For full text search please use the '?' prefix. e.g. ? Onboarding

Nmap

Details

https://nmap.org/

Port scanning tool

nmap

Usage

nmap <IP subnet / address> [switches]

With no switches like this the default behavior of Nmap is to Ping and send a TCP Ack packet to ports 80 and 443 to determine whether a host is present.

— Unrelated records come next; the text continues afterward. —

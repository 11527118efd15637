//! Parsing of one configuration source into blocks.
//!
//! A source is a TOML document:
//!
//! ```toml
//! [agent]
//! interval = "10s"
//!
//! [tags]
//! dc = "eu-west-1"
//!
//! [[inputs.memcached]]
//! servers = ["localhost"]
//! interval = "5s"
//! pass = ["some", "strings"]
//!   [inputs.memcached.tagpass]
//!   goodtag = ["mytag"]
//! ```
//!
//! Each table under `inputs` gives one [`ConfigBlock`]. The settings that are common to
//! every input (filter, interval, tags, naming) are extracted from the table, the other
//! settings are left untouched for the plugin. The blocks are returned in the order of
//! their headings in the text, even when the headings of different plugins interleave.
use std::{collections::BTreeMap, fmt, str::FromStr, time::Duration};

use serde::{
    de::{IgnoredAny, MapAccess, SeqAccess, Visitor},
    Deserialize, Deserializer,
};
use toml::Spanned;

use super::{
    agent::AgentConfig,
    error::{BadTypeError, DocumentError},
    substitute::substitute_env,
};
use crate::filter::FilterSpec;

pub const KEY_PASS: &str = "pass";
pub const KEY_DROP: &str = "drop";
pub const KEY_TAGPASS: &str = "tagpass";
pub const KEY_TAGDROP: &str = "tagdrop";
pub const KEY_INTERVAL: &str = "interval";
pub const KEY_TAGS: &str = "tags";
pub const KEY_NAME_PREFIX: &str = "name_prefix";
pub const KEY_NAME_SUFFIX: &str = "name_suffix";
pub const KEY_NAME_OVERRIDE: &str = "name_override";

/// Keys of an input table that are interpreted by the loader, not by the plugin.
pub const RESERVED_KEYS: [&str; 9] = [
    KEY_PASS,
    KEY_DROP,
    KEY_TAGPASS,
    KEY_TAGDROP,
    KEY_INTERVAL,
    KEY_TAGS,
    KEY_NAME_PREFIX,
    KEY_NAME_SUFFIX,
    KEY_NAME_OVERRIDE,
];

/// The parsed content of a configuration source.
#[derive(Debug, Default)]
pub struct Document {
    /// Content of the `[agent]` section, if any.
    ///
    /// The section is checked against [`AgentConfig`] but kept as a table, so that
    /// it only overrides the keys it sets.
    pub agent: Option<toml::Table>,
    /// Content of the `[tags]` section, if any.
    pub tags: Option<BTreeMap<String, String>>,
    /// One block per input table, in order.
    pub inputs: Vec<ConfigBlock>,
    /// Names of the outputs, which are not configured by this crate.
    pub outputs: Vec<String>,
}

/// One input declaration.
#[derive(Debug, Clone, PartialEq)]
pub struct ConfigBlock {
    /// The plugin type, e.g. `memcached` for `[[inputs.memcached]]`.
    pub type_name: String,
    /// Plugin-specific settings, not interpreted here.
    pub fields: toml::Table,
    pub filter: FilterSpec,
    pub interval: Option<Duration>,
    pub tags: BTreeMap<String, String>,
    pub name_prefix: Option<String>,
    pub name_suffix: Option<String>,
    pub name_override: Option<String>,
}

/// Parses the content of a configuration source.
pub fn parse(content: &str) -> Result<Document, DocumentError> {
    let content = substitute_env(content)?;
    let table = toml::Table::from_str(&content)?;

    let mut doc = Document::default();
    for (section, value) in table {
        match section.as_str() {
            "agent" => {
                let agent = expect_table(value, "agent")?;
                AgentConfig::default().merged(agent.clone()).map_err(DocumentError::Agent)?;
                doc.agent = Some(agent);
            }
            "tags" => {
                doc.tags = Some(string_table(value, "tags")?);
            }
            "outputs" => {
                let outputs = expect_table(value, "outputs")?;
                for name in outputs.keys() {
                    log::debug!("skipping output '{name}': outputs are configured elsewhere");
                }
                doc.outputs.extend(outputs.into_iter().map(|(k, _)| k));
            }
            "inputs" => {
                let inputs = expect_table(value, "inputs")?;
                for (type_name, decl) in inputs {
                    parse_input_decl(type_name, decl, &mut doc.inputs)?;
                }
            }
            _ => return Err(DocumentError::UnsupportedSection(section)),
        }
    }
    if !doc.inputs.is_empty() {
        let positions: InputPositions = toml::from_str(&content)?;
        doc.inputs = positions.text_order(doc.inputs);
    }
    Ok(doc)
}

/// Where the input tables start in the source.
///
/// A [`toml::Table`] groups the tables of a plugin type under one key, which loses the
/// relative order of interleaved headings like `[[inputs.a]]`, `[[inputs.b]]`, `[[inputs.a]]`.
#[derive(Deserialize)]
struct InputPositions {
    #[serde(default)]
    inputs: BTreeMap<String, Spanned<Declaration>>,
}

/// `[inputs.name]`, or `[[inputs.name]]` with the start of each table of the array.
enum Declaration {
    Table,
    Array(Vec<usize>),
}

impl InputPositions {
    /// Start of the `index`-th table of `type_name`.
    fn start(&self, type_name: &str, index: usize) -> usize {
        match self.inputs.get(type_name) {
            Some(decl) => match decl.get_ref() {
                Declaration::Table => decl.span().start,
                Declaration::Array(starts) => starts.get(index).copied().unwrap_or(usize::MAX),
            },
            None => usize::MAX,
        }
    }

    /// Sorts blocks listed by plugin type, then by occurrence, into text order.
    fn text_order(&self, blocks: Vec<ConfigBlock>) -> Vec<ConfigBlock> {
        let mut seen: BTreeMap<String, usize> = BTreeMap::new();
        let mut positioned: Vec<(usize, ConfigBlock)> = blocks
            .into_iter()
            .map(|block| {
                let index = seen.entry(block.type_name.clone()).or_default();
                let start = self.start(&block.type_name, *index);
                *index += 1;
                (start, block)
            })
            .collect();
        positioned.sort_by_key(|(start, _)| *start);
        positioned.into_iter().map(|(_, block)| block).collect()
    }
}

impl<'de> Deserialize<'de> for Declaration {
    fn deserialize<D: Deserializer<'de>>(deserializer: D) -> Result<Self, D::Error> {
        struct DeclarationVisitor;

        impl<'de> Visitor<'de> for DeclarationVisitor {
            type Value = Declaration;

            fn expecting(&self, formatter: &mut fmt::Formatter) -> fmt::Result {
                formatter.write_str("a table or an array of tables")
            }

            fn visit_map<A: MapAccess<'de>>(self, mut map: A) -> Result<Declaration, A::Error> {
                while map.next_entry::<IgnoredAny, IgnoredAny>()?.is_some() {}
                Ok(Declaration::Table)
            }

            fn visit_seq<A: SeqAccess<'de>>(self, mut seq: A) -> Result<Declaration, A::Error> {
                let mut starts = Vec::new();
                while let Some(table) = seq.next_element::<Spanned<IgnoredAny>>()? {
                    starts.push(table.span().start);
                }
                Ok(Declaration::Array(starts))
            }
        }

        deserializer.deserialize_any(DeclarationVisitor)
    }
}

/// Parses `[inputs.name]` (one table) or `[[inputs.name]]` (array of tables).
fn parse_input_decl(type_name: String, decl: toml::Value, blocks: &mut Vec<ConfigBlock>) -> Result<(), DocumentError> {
    let path = format!("inputs.{type_name}");
    match decl {
        toml::Value::Table(table) => {
            blocks.push(ConfigBlock::from_table(type_name, table)?);
        }
        toml::Value::Array(array) => {
            for (i, item) in array.into_iter().enumerate() {
                let table = expect_table(item, &format!("{path}[{i}]"))?;
                blocks.push(ConfigBlock::from_table(type_name.clone(), table)?);
            }
        }
        other => return Err(BadTypeError::new(path, "table or array of tables", &other).into()),
    }
    Ok(())
}

impl ConfigBlock {
    /// Extracts the reserved settings of an input table.
    pub fn from_table(type_name: String, mut table: toml::Table) -> Result<Self, DocumentError> {
        let path = |key: &str| format!("inputs.{type_name}.{key}");

        let filter = FilterSpec {
            pass: take(&mut table, KEY_PASS, |v| string_array(v, &path(KEY_PASS)))?.unwrap_or_default(),
            drop: take(&mut table, KEY_DROP, |v| string_array(v, &path(KEY_DROP)))?.unwrap_or_default(),
            tag_pass: take(&mut table, KEY_TAGPASS, |v| tag_filters(v, &path(KEY_TAGPASS)))?.unwrap_or_default(),
            tag_drop: take(&mut table, KEY_TAGDROP, |v| tag_filters(v, &path(KEY_TAGDROP)))?.unwrap_or_default(),
        };
        let interval = take(&mut table, KEY_INTERVAL, |v| duration(v, &path(KEY_INTERVAL)))?;
        let tags = take(&mut table, KEY_TAGS, |v| string_table(v, &path(KEY_TAGS)))?.unwrap_or_default();
        let name_prefix = take(&mut table, KEY_NAME_PREFIX, |v| string(v, &path(KEY_NAME_PREFIX)))?;
        let name_suffix = take(&mut table, KEY_NAME_SUFFIX, |v| string(v, &path(KEY_NAME_SUFFIX)))?;
        let name_override = take(&mut table, KEY_NAME_OVERRIDE, |v| string(v, &path(KEY_NAME_OVERRIDE)))?;

        Ok(Self {
            type_name,
            fields: table,
            filter,
            interval,
            tags,
            name_prefix,
            name_suffix,
            name_override,
        })
    }
}

/// Removes `key` from the table and converts its value, if present.
fn take<T>(
    table: &mut toml::Table,
    key: &str,
    convert: impl FnOnce(toml::Value) -> Result<T, DocumentError>,
) -> Result<Option<T>, DocumentError> {
    table.remove(key).map(convert).transpose()
}

fn expect_table(value: toml::Value, path: &str) -> Result<toml::Table, DocumentError> {
    match value {
        toml::Value::Table(t) => Ok(t),
        other => Err(BadTypeError::new(path.to_owned(), "table", &other).into()),
    }
}

fn string(value: toml::Value, path: &str) -> Result<String, DocumentError> {
    match value {
        toml::Value::String(s) => Ok(s),
        other => Err(BadTypeError::new(path.to_owned(), "string", &other).into()),
    }
}

fn string_array(value: toml::Value, path: &str) -> Result<Vec<String>, DocumentError> {
    match value {
        toml::Value::Array(array) => array
            .into_iter()
            .enumerate()
            .map(|(i, v)| string(v, &format!("{path}[{i}]")))
            .collect(),
        other => Err(BadTypeError::new(path.to_owned(), "array of strings", &other).into()),
    }
}

fn string_table(value: toml::Value, path: &str) -> Result<BTreeMap<String, String>, DocumentError> {
    expect_table(value, path)?
        .into_iter()
        .map(|(k, v)| {
            let v = string(v, &format!("{path}.{k}"))?;
            Ok((k, v))
        })
        .collect()
}

fn tag_filters(value: toml::Value, path: &str) -> Result<Vec<(String, Vec<String>)>, DocumentError> {
    expect_table(value, path)?
        .into_iter()
        .map(|(tag, values)| {
            let values = string_array(values, &format!("{path}.{tag}"))?;
            Ok((tag, values))
        })
        .collect()
}

/// Accepts a duration string like `"1m30s"`, or a number of seconds.
fn duration(value: toml::Value, path: &str) -> Result<Duration, DocumentError> {
    match value {
        toml::Value::String(s) => humantime::parse_duration(&s).map_err(|source| DocumentError::InvalidDuration {
            path: path.to_owned(),
            source,
        }),
        toml::Value::Integer(secs) if secs >= 0 => Ok(Duration::from_secs(secs as u64)),
        other => Err(BadTypeError::new(path.to_owned(), "duration string or positive integer", &other).into()),
    }
}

If you want to perform only host discovery, you can use nmap -sn (or -sP in earlier versions) to suppress the port scan.

Port scanning

  • TCP Syn (-sS)
    • This is a fast technique (also referred to as half-open scanning) as the scanning host requests a connection without acknowledging it.
    • The target's response to the scan's Syn packet identifies the port state.
  • TCP connect (-sT)
    • A half-open scan requires Nmap to have privileged access to the network driver so that it can craft packets.
    • If privileged access is not available, Nmap must use the OS to attempt a full TCP connection.
    • This type of scan is less stealthy.
  • UDP scans (-sU)
    • Scan UDP ports.
    • As these do not use Acks, Nmap needs to wait for a response or timeout to determine the port state, so UDP scanning can take a long time.
    • A UDP scan can be combined with a TCP scan.
  • Port range (-p)
    • By default, Nmap scans 1,000 commonly used ports.
    • Use the -p argument to specify a port range.
    • You can also use --top-ports n, where n is the number of commonly used ports to scan.
    • The frequency statistics for determining how commonly a port is used are stored in the Nmap-services configuration file.